“Molhar” a mão do guarda de trânsito, para escapar de uma multa, ligar para aquele conhecido dentro de algum órgão público que recebe filas enormes para oferecer algum serviço e pedir para passar na frente, negociar um “por fora” para conseguir um atendimento que teoricamente não é oferecido. 

De acordo com o último Anuário Brasileiro de Segurança Pública do Fórum Brasileiro de Segurança Pública (FBSP), divulgado no último dia 11, 81% dos entrevistados dos mais de sete mil participantes das coletas de dados em oito estados não vê muita dificuldade em burlar as leis brasileiras e escapar das punições no bom e velho “jeitinho”.

Pelo Índice de Confiança na Justiça Brasileira (ICJBrasil), apurado pela Fundação Getúlio Vargas (FGV), e integrante do estudo, o cenário atual é de descrença na legislação e nas polícias do país. E não bastasse isso, 57% ainda acham que há poucos motivos para seguir as leis no Brasil porque sair impune é realidade na maioria das vezes.

Um taxista que faz ponto entre duas faculdades no bairro do Umarizal, e que não quis se identificar, confirma que em seus 20 anos de profissão, já “conversou baixinho” com guardas de trânsito que queriam lhe multar. A última vez aconteceu quando ele ultrapassou um sinal vermelho e foi flagrado por um agente da lei.

“A multa seria bem mais cara [cerca de R$ 200] e a pontuação na carteira de motorista é alta. Chamei num canto e ofereci dinheiro, ele aceitou e eu fui embora. Não é certo, eu sei, mas estou pagando ainda o carro que uso para trabalhar, não posso vacilar e sair prejudicado dentro da cooperativa pra qual eu trabalho”, justificou, contando que já viu colegas passando, com alguma frequência, por situações parecidas.

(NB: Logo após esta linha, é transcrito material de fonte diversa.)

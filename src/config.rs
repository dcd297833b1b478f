use std::time::Duration;

use clap::Args;

/// Runtime settings of the controller
#[derive(Args, Clone, Debug)]
pub struct Config {
    /// Address of the metrics and diagnostics server
    #[arg(long, env = "FLINK_OPERATOR_BIND_ADDRESS", default_value = "0.0.0.0:8080")]
    pub bind_address: String,

    /// Interval of the periodic resync of a converged cluster, in seconds
    #[arg(long, env = "FLINK_OPERATOR_RESYNC_SECONDS", default_value_t = 300)]
    pub resync_seconds: u64,

    /// Delay before a failed pass is retried, in seconds
    #[arg(long, env = "FLINK_OPERATOR_ERROR_REQUEUE_SECONDS", default_value_t = 60)]
    pub error_requeue_seconds: u64,

    /// Field manager recorded on created and updated objects
    #[arg(long, env = "FLINK_OPERATOR_FIELD_MANAGER", default_value = "flink-session-operator")]
    pub field_manager: String,
}

impl Config {
    pub fn resync_interval(&self) -> Duration {
        Duration::from_secs(self.resync_seconds)
    }

    pub fn error_requeue_interval(&self) -> Duration {
        Duration::from_secs(self.error_requeue_seconds)
    }
}

impl Default for Config {
    fn default() -> Self {
        Self {
            bind_address: "0.0.0.0:8080".to_string(),
            resync_seconds: 300,
            error_requeue_seconds: 60,
            field_manager: "flink-session-operator".to_string(),
        }
    }
}

#[cfg(test)]
mod tests {
    use super::*;
    use clap::Parser;

    #[derive(Parser)]
    struct Cli {
        #[command(flatten)]
        config: Config,
    }

    #[test]
    fn flags_override_defaults() {
        let cli = Cli::parse_from(["controller", "--resync-seconds", "30"]);
        assert_eq!(cli.config.resync_interval(), Duration::from_secs(30));
        assert_eq!(cli.config.error_requeue_interval(), Duration::from_secs(60));
        assert_eq!(cli.config.field_manager, "flink-session-operator");
    }

    #[test]
    fn defaults_match_flag_defaults() {
        let cli = Cli::parse_from(["controller"]);
        let defaults = Config::default();
        assert_eq!(cli.config.bind_address, defaults.bind_address);
        assert_eq!(cli.config.resync_interval(), defaults.resync_interval());
        assert_eq!(
            cli.config.error_requeue_interval(),
            defaults.error_requeue_interval()
        );
        assert_eq!(cli.config.field_manager, defaults.field_manager);
    }
}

Garante ainda que a propina foi ideia sua, e não do guarda. “Mas eles aceitam, né? 20 de um aqui, 50 de outro ali e o cara vai tirando ‘uma ponta’”, explica.

Não muito longe dali, em frente a uma das faculdades, o bombonzeiro João Nascimento revelou já ter pago um agente de uma rede de energia elétrica para ser poupado do corte de luz por contas em atraso. “A conta tinha dado alto naquele mês e eu só ia pagar no outro porque não tinha dado, não tive como.

Tinha R$ 15 na hora, estava saindo para trabalhar, e dei para o cara, mas avisou logo que na outra semana voltaria, e que era melhor que eu colocasse logo a luz em dia. Dei um jeito e paguei dois depois, mas naquela hora não dava para deixar a família sem luz em casa, ainda mais que eu moro na Cidade Nova 6, perigoso pra caramba”, defendeu-se.

O Anuário Brasileiro de Segurança Pública aponta, ainda, que a percepção de que é fácil desobedecer às leis no Brasil e de que sempre é possível “dar um jeitinho” crescem de acordo com a escolaridade e renda da população.

Entre os respondentes com baixa escolaridade, 76% acreditam que é fácil desobedecer às leis. Já o porcentual de respondentes com alta escolaridade e a mesma crença é substancialmente maior, chegando a 84%.

O psicólogo clínico e escolar, Davi Medeiros, confirma que a questão é de construção da moralidade em nossa cultura, e alerta para o problema realmente grave, que é a ideia que se tem de Justiça como valor moral. “Sim, em nosso meio cultural e social, vem sendo repassada a ideia de que as leis não são tão sérias assim. Acha-se que não vai existir, de fato, a punição para o erro e assim, brinca-se com a rigidez das leis e normas. É como se cada um quisesse fazer da sua maneira, sem se importar com o bem comum”, explicita. 

“Essa conduta vem sendo vivenciada de geração em geração, transformando o certo no errado e o errado em certo. Quem não se corrompe ou não burla a lei é ‘otário’. É a verdade sendo trocada pela mentira.

Existe uma falha na construção da moralidade do nosso povo, começando dentro da própria família, o que reforça uma má conduta. Os pais usam, implicitamente, o ditado ‘faça o que eu digo mas não faça o que eu faço”, afirma.

“Além das entrelinhas existentes na lei, ocorre o problema da falta de fiscalização e da inconsistência da norma, fazendo com que a conduta das pessoas se torne frouxa e cada um ande pelo seu próprio caminho. Vivemos em dias em que a ética não passa de um discurso elaborado. A tendência da sociedade é de rebeldia quanto aos princípios e valores morais. O hedonismo (busca pelo prazer) sobrepõe aos interesses do social, estimulando as pessoas a se dar bem diante dos oportunismos e da possibilidade de conseguir algo através do poder que acham que tem ( dinheiro, posição, títulos, beleza, etc)”, reconhece o profissional.